### Given records
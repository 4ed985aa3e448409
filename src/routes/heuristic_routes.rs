// src/routes/heuristic_routes.rs

use axum::{
    extract::State,
    routing::post,
    Json, Router,
};
use chrono::{DateTime, Duration, NaiveDate, TimeZone, Utc};
use serde::{Deserialize, Serialize};
use uuid::Uuid;

use crate::{
    error::ApiError,
    heuristics::{self, BookedSnapshot, CandidateProcedure, MoveSuggestion, Recommendation},
    middleware::auth_context::ClinicContext,
    models::{AppState, AppointmentStatus},
    routes::appointment_routes::{clinic_tz, fetch_clinic},
};

pub fn router() -> Router<AppState> {
    Router::new()
        .route("/heuristics/move-score", post(calculate_move_score))
        .route("/heuristics/optimize-day", post(optimize_day))
}

/* ============================================================
   POST /heuristics/move-score
   ============================================================ */

#[derive(Debug, Deserialize)]
pub struct MoveScoreRequest {
    /// Kept as a string so a malformed id is a 400, not a routing miss.
    pub appointment_id: String,
    pub new_procedure_value: f64,
}

#[derive(Debug, Serialize)]
pub struct MoveScoreResponse {
    pub move_score: i32,
    pub recommendation: Recommendation,
    pub incentive_needed: String,
    pub revenue_difference: f64,
}

#[derive(Debug, sqlx::FromRow)]
struct ScoreInputRow {
    start_time: DateTime<Utc>,
    estimated_value: f64,
    ltv_score: f64,
}

pub async fn calculate_move_score(
    State(state): State<AppState>,
    _ctx: ClinicContext,
    Json(req): Json<MoveScoreRequest>,
) -> Result<Json<MoveScoreResponse>, ApiError> {
    let appointment_id = Uuid::parse_str(req.appointment_id.trim()).map_err(|_| {
        ApiError::BadRequest("VALIDATION_ERROR", "appointment_id must be a UUID".into())
    })?;

    let row: ScoreInputRow = sqlx::query_as::<_, ScoreInputRow>(
        r#"
        SELECT a.start_time, a.estimated_value, p.ltv_score
        FROM appointment a
        JOIN patient p ON p.patient_id = a.patient_id
        WHERE a.appointment_id = $1
        "#,
    )
    .bind(appointment_id)
    .fetch_optional(&state.db)
    .await
    .map_err(ApiError::db)?
    .ok_or_else(|| ApiError::not_found("appointment"))?;

    let days = heuristics::days_until(row.start_time, Utc::now());
    let decision = heuristics::score_move(
        row.estimated_value,
        req.new_procedure_value,
        row.ltv_score,
        days,
    );

    Ok(Json(MoveScoreResponse {
        move_score: decision.score,
        recommendation: decision.recommendation,
        incentive_needed: decision.incentive.to_string(),
        revenue_difference: req.new_procedure_value - row.estimated_value,
    }))
}

/* ============================================================
   POST /heuristics/optimize-day
   ============================================================ */

#[derive(Debug, Deserialize)]
pub struct OptimizeDayRequest {
    pub clinic_id: Uuid,
    /// Clinic-local calendar date.
    pub date: NaiveDate,
}

#[derive(Debug, Serialize)]
pub struct OptimizeDayResponse {
    pub suggestions: Vec<MoveSuggestion>,
}

#[derive(Debug, sqlx::FromRow)]
struct DayAppointmentRow {
    appointment_id: Uuid,
    start_time: DateTime<Utc>,
    estimated_value: f64,
    ltv_score: f64,
}

pub async fn optimize_day(
    State(state): State<AppState>,
    _ctx: ClinicContext,
    Json(req): Json<OptimizeDayRequest>,
) -> Result<Json<OptimizeDayResponse>, ApiError> {
    let clinic = fetch_clinic(&state, req.clinic_id).await?;
    let tz = clinic_tz(&clinic)?;

    // The clinic-local day as a UTC interval.
    let day_start = req
        .date
        .and_hms_opt(0, 0, 0)
        .and_then(|t| tz.from_local_datetime(&t).earliest())
        .map(|t| t.with_timezone(&Utc))
        .ok_or_else(|| {
            ApiError::BadRequest("VALIDATION_ERROR", "date is out of range".into())
        })?;
    let day_end = day_start + Duration::days(1);

    let rows: Vec<DayAppointmentRow> = sqlx::query_as::<_, DayAppointmentRow>(
        r#"
        SELECT a.appointment_id, a.start_time, a.estimated_value, p.ltv_score
        FROM appointment a
        JOIN patient p ON p.patient_id = a.patient_id
        WHERE a.clinic_id = $1
          AND a.status = $2
          AND a.start_time >= $3
          AND a.start_time < $4
        ORDER BY a.start_time
        "#,
    )
    .bind(clinic.clinic_id)
    .bind(AppointmentStatus::Booked as i16)
    .bind(day_start)
    .bind(day_end)
    .fetch_all(&state.db)
    .await
    .map_err(ApiError::db)?;

    if rows.is_empty() {
        return Ok(Json(OptimizeDayResponse { suggestions: vec![] }));
    }

    let catalog: Vec<CandidateProcedure> = sqlx::query_as::<_, (String, String, f64)>(
        r#"SELECT code, name, base_value FROM procedure ORDER BY code"#,
    )
    .fetch_all(&state.db)
    .await
    .map_err(ApiError::db)?
    .into_iter()
    .map(|(code, name, base_value)| CandidateProcedure { code, name, base_value })
    .collect();

    let appointments: Vec<BookedSnapshot> = rows
        .into_iter()
        .map(|r| BookedSnapshot {
            appointment_id: r.appointment_id,
            estimated_value: r.estimated_value,
            patient_ltv: r.ltv_score,
            start_time: r.start_time,
        })
        .collect();

    let suggestions = heuristics::suggest_moves(&appointments, &catalog, Utc::now());
    Ok(Json(OptimizeDayResponse { suggestions }))
}
// src/config/mod.rs - Engine configuration loaded from YAML with env overrides

use anyhow::{Context, Result};
use log::{debug, info, warn};
use serde::{Deserialize, Serialize};
use std::env;
use std::path::Path;
use tokio::fs;
use url::Url;

use crate::color::{ColorNormalizer, DEFAULT_BACKGROUND, DEFAULT_MIN_CONTRAST};
use crate::types::Rgb;

/// Validation failures for a loaded configuration
#[derive(Debug, thiserror::Error)]
pub enum ConfigError {
    #[error("endpoint '{field}' is not a valid url ({value}): {source}")]
    InvalidEndpoint {
        field: &'static str,
        value: String,
        #[source]
        source: url::ParseError,
    },

    #[error("min_contrast must be between 1 and 21, got {0}")]
    InvalidContrast(f64),

    #[error("request_timeout_seconds must be greater than zero")]
    InvalidTimeout,
}

/// Top-level configuration file (`chatline.yaml`)
#[derive(Debug, Clone, Default, PartialEq, Serialize, Deserialize)]
#[serde(default)]
pub struct EngineConfig {
    pub identity: IdentitySettings,
    pub appearance: AppearanceSettings,
    pub endpoints: EndpointSettings,
}

#[derive(Debug, Clone, Default, PartialEq, Serialize, Deserialize)]
#[serde(default)]
pub struct IdentitySettings {
    /// Login used for self-mention detection; empty disables it
    pub username: String,
}

#[derive(Debug, Clone, PartialEq, Serialize, Deserialize)]
#[serde(default)]
pub struct AppearanceSettings {
    pub background: Rgb,
    pub min_contrast: f64,
    /// Used when a message arrives without a color
    pub default_user_color: Rgb,
}

impl Default for AppearanceSettings {
    fn default() -> Self {
        Self {
            background: DEFAULT_BACKGROUND,
            min_contrast: DEFAULT_MIN_CONTRAST,
            default_user_color: Rgb(180, 180, 180),
        }
    }
}

#[derive(Debug, Clone, PartialEq, Serialize, Deserialize)]
#[serde(default)]
pub struct EndpointSettings {
    pub badges_api: String,
    pub emotes_api: String,
    pub emote_cdn: String,
    pub twitch_emote_cdn: String,
    pub request_timeout_seconds: u64,
}

impl Default for EndpointSettings {
    fn default() -> Self {
        Self {
            badges_api: "https://badges.twitch.tv/v1/badges".to_string(),
            emotes_api: "https://api.betterttv.net/3/cached".to_string(),
            emote_cdn: "https://cdn.betterttv.net/emote".to_string(),
            twitch_emote_cdn: "https://static-cdn.jtvnw.net/emoticons/v2".to_string(),
            request_timeout_seconds: 10,
        }
    }
}

impl EngineConfig {
    pub const FILE_NAME: &'static str = "chatline.yaml";

    /// Load `<config_dir>/chatline.yaml`, writing the defaults first if it does not exist
    pub async fn load_or_create<P: AsRef<Path>>(config_dir: P) -> Result<Self> {
        let config_dir = config_dir.as_ref();
        if !config_dir.exists() {
            fs::create_dir_all(config_dir)
                .await
                .with_context(|| format!("Failed to create config directory {}", config_dir.display()))?;
            info!("Created configuration directory: {}", config_dir.display());
        }

        let config_path = config_dir.join(Self::FILE_NAME);
        if !config_path.exists() {
            let config = Self::default();
            config.save(&config_path).await?;
            info!("Created default configuration: {}", config_path.display());
            return Ok(config);
        }

        Self::load(&config_path).await
    }

    pub async fn load<P: AsRef<Path>>(path: P) -> Result<Self> {
        let path = path.as_ref();
        let content = fs::read_to_string(path)
            .await
            .with_context(|| format!("Failed to read {}", path.display()))?;
        let config: EngineConfig = serde_yaml::from_str(&content)
            .with_context(|| format!("Failed to parse {}", path.display()))?;

        config.validate()?;
        debug!("Loaded configuration from {}", path.display());
        Ok(config)
    }

    pub async fn save<P: AsRef<Path>>(&self, path: P) -> Result<()> {
        let content = serde_yaml::to_string(self)?;
        fs::write(path.as_ref(), content)
            .await
            .with_context(|| format!("Failed to write {}", path.as_ref().display()))?;
        Ok(())
    }

    /// Apply `TWITCH_USERNAME` and `CHATLINE_MIN_CONTRAST` from the environment
    pub fn apply_env_overrides(&mut self) {
        self.apply_overrides(|key| env::var(key).ok());
    }

    fn apply_overrides<F>(&mut self, lookup: F)
    where
        F: Fn(&str) -> Option<String>,
    {
        if let Some(username) = lookup("TWITCH_USERNAME") {
            let username = username.trim().to_string();
            info!("Using login '{}' from environment", username);
            self.identity.username = username;
        }

        if let Some(raw) = lookup("CHATLINE_MIN_CONTRAST") {
            match raw.trim().parse::<f64>() {
                Ok(value) => self.appearance.min_contrast = value,
                Err(e) => warn!("Ignoring CHATLINE_MIN_CONTRAST='{}': {}", raw, e),
            }
        }
    }

    pub fn validate(&self) -> Result<(), ConfigError> {
        let endpoints = [
            ("badges_api", &self.endpoints.badges_api),
            ("emotes_api", &self.endpoints.emotes_api),
            ("emote_cdn", &self.endpoints.emote_cdn),
            ("twitch_emote_cdn", &self.endpoints.twitch_emote_cdn),
        ];
        for (field, value) in endpoints {
            Url::parse(value).map_err(|source| ConfigError::InvalidEndpoint {
                field,
                value: value.clone(),
                source,
            })?;
        }

        let contrast = self.appearance.min_contrast;
        if !(1.0..=21.0).contains(&contrast) {
            return Err(ConfigError::InvalidContrast(contrast));
        }

        if self.endpoints.request_timeout_seconds == 0 {
            return Err(ConfigError::InvalidTimeout);
        }

        Ok(())
    }

    pub fn color_normalizer(&self) -> ColorNormalizer {
        ColorNormalizer::new(self.appearance.background, self.appearance.min_contrast)
    }
}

### Exercise prompt
The required output is a copy of each line in the records where the string "Result" occurs.

### Answer to this problem
) -> Result<Json<MoveScoreResponse>, ApiError> {
) -> Result<Json<OptimizeDayResponse>, ApiError> {
use anyhow::{Context, Result};
    pub async fn load_or_create<P: AsRef<Path>>(config_dir: P) -> Result<Self> {
    pub async fn load<P: AsRef<Path>>(path: P) -> Result<Self> {
    pub async fn save<P: AsRef<Path>>(&self, path: P) -> Result<()> {
    pub fn validate(&self) -> Result<(), ConfigError> {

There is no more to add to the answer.